### Supplied information
————————
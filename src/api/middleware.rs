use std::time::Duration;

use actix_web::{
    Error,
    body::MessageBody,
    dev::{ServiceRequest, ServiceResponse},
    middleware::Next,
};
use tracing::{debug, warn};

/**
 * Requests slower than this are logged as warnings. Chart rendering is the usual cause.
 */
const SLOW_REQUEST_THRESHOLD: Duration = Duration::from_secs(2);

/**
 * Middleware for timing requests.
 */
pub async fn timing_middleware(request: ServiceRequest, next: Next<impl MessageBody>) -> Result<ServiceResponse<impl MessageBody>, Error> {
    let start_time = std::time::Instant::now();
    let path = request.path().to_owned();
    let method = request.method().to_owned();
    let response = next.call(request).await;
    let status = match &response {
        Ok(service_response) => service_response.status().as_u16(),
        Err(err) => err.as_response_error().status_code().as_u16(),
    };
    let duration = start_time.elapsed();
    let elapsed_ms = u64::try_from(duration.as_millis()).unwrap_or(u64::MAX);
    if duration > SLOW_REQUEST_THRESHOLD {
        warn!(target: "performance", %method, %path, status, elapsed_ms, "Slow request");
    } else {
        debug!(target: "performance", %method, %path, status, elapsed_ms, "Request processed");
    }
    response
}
————————
### Your assignment
Everything from the first line of the material through the line containing "let status = match" is to be printed exactly; lines after that are to be left out.

### Written reply
filename src/api/middleware.rs
use std::time::Duration;

use actix_web::{
    Error,
    body::MessageBody,
    dev::{ServiceRequest, ServiceResponse},
    middleware::Next,
};
use tracing::{debug, warn};

/**
 * Requests slower than this are logged as warnings. Chart rendering is the usual cause.
 */
const SLOW_REQUEST_THRESHOLD: Duration = Duration::from_secs(2);

/**
 * Middleware for timing requests.
 */
pub async fn timing_middleware(request: ServiceRequest, next: Next<impl MessageBody>) -> Result<ServiceResponse<impl MessageBody>, Error> {
    let start_time = std::time::Instant::now();
    let path = request.path().to_owned();
    let method = request.method().to_owned();
    let response = next.call(request).await;
    let status = match &response {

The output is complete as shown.